Pilot name, owner, and accountable executive recorded
System boundary and authorised autonomous actions defined
Commitment thresholds and stop conditions documented
In-scope jurisdictions and legal context identified
Target certification tier identified (Assessed, Compliant, or Certified) and evidence requirements for that tier understood

2. Decision Supply Chain Mapping

End-to-end chain mapped from data input to execution outcome: Data Inputs, Model Processing, Decision Formation, Execution, Institutional Exposure, and Governance Lifecycle
Internal and external parties identified by governance role and classified by provider type:
- Commodity infrastructure providers — governance-neutral: cloud hosting, compute, storage
- Decision-participating providers — governance-relevant: foundation model developers, data suppliers whose outputs shape decisions
- Governance-participating vendors — governance-critical: platforms producing governance signals, compliance assessments, or oversight evidence. Reliance on a governance-participating vendor’s outputs does not discharge the deploying organisation’s governance obligation
Accountability assignments recorded for each chain link across the four-link chain (design, deployment, operational, outcome)
Boundary points for contract and liability obligations identified
Jurisdictional boundaries crossed in the chain recorded

3. Dimensional Evidence Minimums

Dimension 1 (Autonomy Gradient)

Decision authority definitions and operational autonomy level documented
Commitment authority (maximum financial or operational commitment without human authorisation) defined
Scope boundary controls and enforcement mechanisms documented
Exception handling rules (what occurs outside trained parameters) defined
Human oversight trigger rules and adequacy assessment for the autonomy level at which the system operates

Dimension 2 (Data Sensitivity Exposure)

Data class inventory covering: personal information, health information, financial information, commercially sensitive information, and data subject to jurisdictional transfer restrictions
Access and handling controls documented
Training data provenance records across three layers:
- Foundation model layer: developer representations and warranties
- Fine-tuning layer: legal basis, intellectual property rights, consent basis
- RAG layer: copyright exposure, accuracy exposure, data protection exposure at inference time

Dimension 3 (Contract Infrastructure)

Executed agreements for participating providers (customer agreements, vendor agreements, data processing agreements)
AI-specific governance and audit clauses identified
Responsibility allocation at execution boundaries documented
Liability adequacy assessment: whether liability provisions reflect actual exposure from autonomous operation rather than conventional software exposure
Negotiation governance: defined process for reviewing and approving deviations from standard contract positions

Dimension 4 (Liability Architecture)

AE3 (Autonomous Action Consequences) recognition: the organisation has explicitly identified and documented the AE3 category for each material autonomous system
Liability allocation map covering autonomous decision consequences
Cap and carve-out terms assessed for adequacy against actual AE3 exposure
Insurance position and coverage notes: whether coverage addresses consequences of autonomous system decisions

Dimension 5 (Commercial Leverage)

Dependency concentration analysis (proportion of critical function processed by the system)
Revenue concentration assessment (degree to which revenue depends on continuous operation)
Remediation leverage points and commercial resistance assessment
Escalation pathway where supplier non-compliance occurs
Lock-in dynamics: contractual and technical barriers to provider substitution or system removal

Dimension 6 (Adaptive Stability)

Change-control workflow for model or policy updates with governance impact assessment
Governance telemetry records: authority boundary adherence, oversight cadence, escalation events, scope compliance (distinct from engineering telemetry such as system performance, latency, and error rates)
Drift detection infrastructure: model version tracking, operational scope comparison against assessed scope, decision pattern analysis
Periodic governance review cadence documented

4. Evidence Record Structure (EIS-01)

Each consequential decision must be reconstructable from a contemporaneous record containing four required components.

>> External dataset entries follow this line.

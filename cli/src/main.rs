use std::{net::SocketAddr, path::PathBuf, process::ExitCode, time::Duration};

use clap::{Args, Parser, Subcommand};
use photon_relay::{
    broker::Broker,
    config::{Config, DeliveryMode},
    net::{
        client::Client,
        wire::{Request, Response},
        Error,
    },
    worker::{
        direct::DirectServer, session::Session, sim::Loopback,
        sink::FileStorage, WorkerAgent,
    },
};
use tracing::{error, info};
use tracing_subscriber::EnvFilter;

#[derive(Debug, Parser)]
#[command(name = "photon-relay", version)]
#[command(about = "Dispatches photon simulation jobs to a pool of workers")]
struct Cli {
    #[command(subcommand)]
    command: Command,
}

#[derive(Debug, Subcommand)]
enum Command {
    /// Route client requests to registered workers.
    Broker {
        /// Client-facing listen address.
        #[arg(long, env = "PHOTON_FRONTEND", default_value = "0.0.0.0:5555")]
        frontend: SocketAddr,

        /// Worker-facing listen address.
        #[arg(long, env = "PHOTON_BACKEND", default_value = "0.0.0.0:5556")]
        backend: SocketAddr,

        #[command(flatten)]
        heartbeat: HeartbeatArgs,
    },

    /// Connect to a broker and serve jobs from it.
    Worker {
        /// Broker backend address.
        #[arg(long, env = "PHOTON_BROKER", default_value = "127.0.0.1:5556")]
        broker: SocketAddr,

        /// Reconnects allowed before the worker gives up.
        #[arg(long, env = "PHOTON_RECONNECT_ATTEMPTS", default_value_t = 3)]
        reconnect_attempts: u32,

        /// Pause before reopening a silent connection, in milliseconds.
        #[arg(long, env = "PHOTON_RETRY_MS", default_value_t = 2000)]
        retry_ms: u64,

        #[command(flatten)]
        heartbeat: HeartbeatArgs,

        #[command(flatten)]
        session: SessionArgs,
    },

    /// Serve clients directly, without a broker.
    Serve {
        #[arg(long, env = "PHOTON_LISTEN", default_value = "0.0.0.0:5557")]
        listen: SocketAddr,

        #[command(flatten)]
        session: SessionArgs,
    },

    /// Check that a broker or direct-mode worker answers.
    Ping {
        addr: SocketAddr,

        /// Seconds to wait for the reply.
        #[arg(long, default_value_t = 5)]
        timeout_secs: u64,
    },
}

#[derive(Debug, Args)]
struct HeartbeatArgs {
    /// Heartbeat interval in milliseconds.
    #[arg(long, env = "PHOTON_HEARTBEAT_MS", default_value_t = 1000)]
    heartbeat_ms: u64,

    /// Heartbeats a peer may miss before it is presumed dead.
    #[arg(long, env = "PHOTON_HEARTBEAT_LIVENESS", default_value_t = 3)]
    liveness: u32,
}

impl HeartbeatArgs {
    fn interval(&self) -> Duration {
        Duration::from_millis(self.heartbeat_ms)
    }
}

#[derive(Debug, Args)]
struct SessionArgs {
    /// Acknowledge PHOTONDATA immediately and write hits to run files.
    #[arg(long, env = "PHOTON_ASYNC_MODE")]
    async_mode: bool,

    /// Buffered requests per flush in async mode.
    #[arg(long, env = "PHOTON_FLUSH_THRESHOLD", default_value_t = 100)]
    flush_threshold: usize,

    /// Where run files are written.
    #[arg(long, env = "PHOTON_OUTPUT_DIR", default_value = ".")]
    output_dir: PathBuf,

    /// Channels of the loopback detector.
    #[arg(long, env = "PHOTON_CHANNELS", default_value_t = 64)]
    channels: usize,
}

impl SessionArgs {
    fn mode(&self) -> DeliveryMode {
        if self.async_mode {
            DeliveryMode::Async
        } else {
            DeliveryMode::Sync
        }
    }

    fn session(&self, config: &Config) -> Session<Loopback, FileStorage> {
        Session::from_config(
            config,
            Loopback::new(self.channels),
            FileStorage::new(&config.output_dir),
        )
    }
}

#[tokio::main]
async fn main() -> ExitCode {
    tracing_subscriber::fmt()
        .with_env_filter(
            EnvFilter::try_from_default_env()
                .unwrap_or_else(|_| EnvFilter::new("info")),
        )
        .init();

    match run(Cli::parse().command).await {
        Ok(()) => ExitCode::SUCCESS,
        Err(e) => {
            error!("{}", e);
            ExitCode::FAILURE
        }
    }
}

async fn run(command: Command) -> Result<(), Error> {
    match command {
        Command::Broker {
            frontend,
            backend,
            heartbeat,
        } => {
            let config = Config::builder()
                .frontend_addr(frontend)
                .backend_addr(backend)
                .heartbeat_interval(heartbeat.interval())
                .heartbeat_liveness(heartbeat.liveness)
                .build();
            Broker::bind(&config).await?.run().await
        }
        Command::Worker {
            broker,
            reconnect_attempts,
            retry_ms,
            heartbeat,
            session,
        } => {
            let config = Config::builder()
                .broker_addr(broker)
                .heartbeat_interval(heartbeat.interval())
                .heartbeat_liveness(heartbeat.liveness)
                .reconnect_attempts(reconnect_attempts)
                .retry_after(Duration::from_millis(retry_ms))
                .flush_threshold(session.flush_threshold)
                .output_dir(session.output_dir.clone())
                .mode(session.mode())
                .build();
            info!(
                broker = %config.broker_addr,
                mode = ?config.mode,
                "starting worker"
            );
            WorkerAgent::new(&config, session.session(&config)).run().await
        }
        Command::Serve { listen, session } => {
            let config = Config::builder()
                .flush_threshold(session.flush_threshold)
                .output_dir(session.output_dir.clone())
                .mode(session.mode())
                .build();
            DirectServer::bind(listen, session.session(&config))
                .await?
                .run()
                .await
        }
        Command::Ping { addr, timeout_secs } => {
            let mut client = Client::connect(addr)
                .await?
                .with_timeout(Duration::from_secs(timeout_secs));
            match client.request(&Request::Ping).await? {
                Response::Ack => {
                    println!("{} is up", addr);
                    Ok(())
                }
                other => Err(Error::MalformedRequest(format!(
                    "unexpected reply {:?}",
                    other
                ))),
            }
        }
    }
}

A record missing any component does not satisfy Tier 1 evidence requirements regardless of the quality of the components it does contain.

Execution Event: what happened, when, and which system instance produced it. Confirm that execution timestamps, decision outputs, system instance identifiers, and scope references are captured for each consequential decision.
Contextual State: input data state at execution, model version reference, policy or rule set invoked, threshold parameters active. Confirm that the decision environment is recorded contemporaneously, not reconstructed after the fact.
Authority and Attribution: governance authority identifier, accountability holder at time of execution, deploying organisation identity. Where a human reviewer exercised a review function, the human determination and its basis must be recorded. Where no human review was performed, the record must affirmatively indicate this.
Integrity Anchor: tamper-resistant reference establishing that the record existed at the time claimed and has not been altered. The Integrity Anchor must be produced by infrastructure independent of the system that generated the decision record. Application-level timestamps generated by the same system do not satisfy this requirement. Acceptable mechanisms include: cryptographic hashing with external timestamping, append-only log infrastructure with independent integrity verification, external timestamp authority records, and signed immutable registry entries.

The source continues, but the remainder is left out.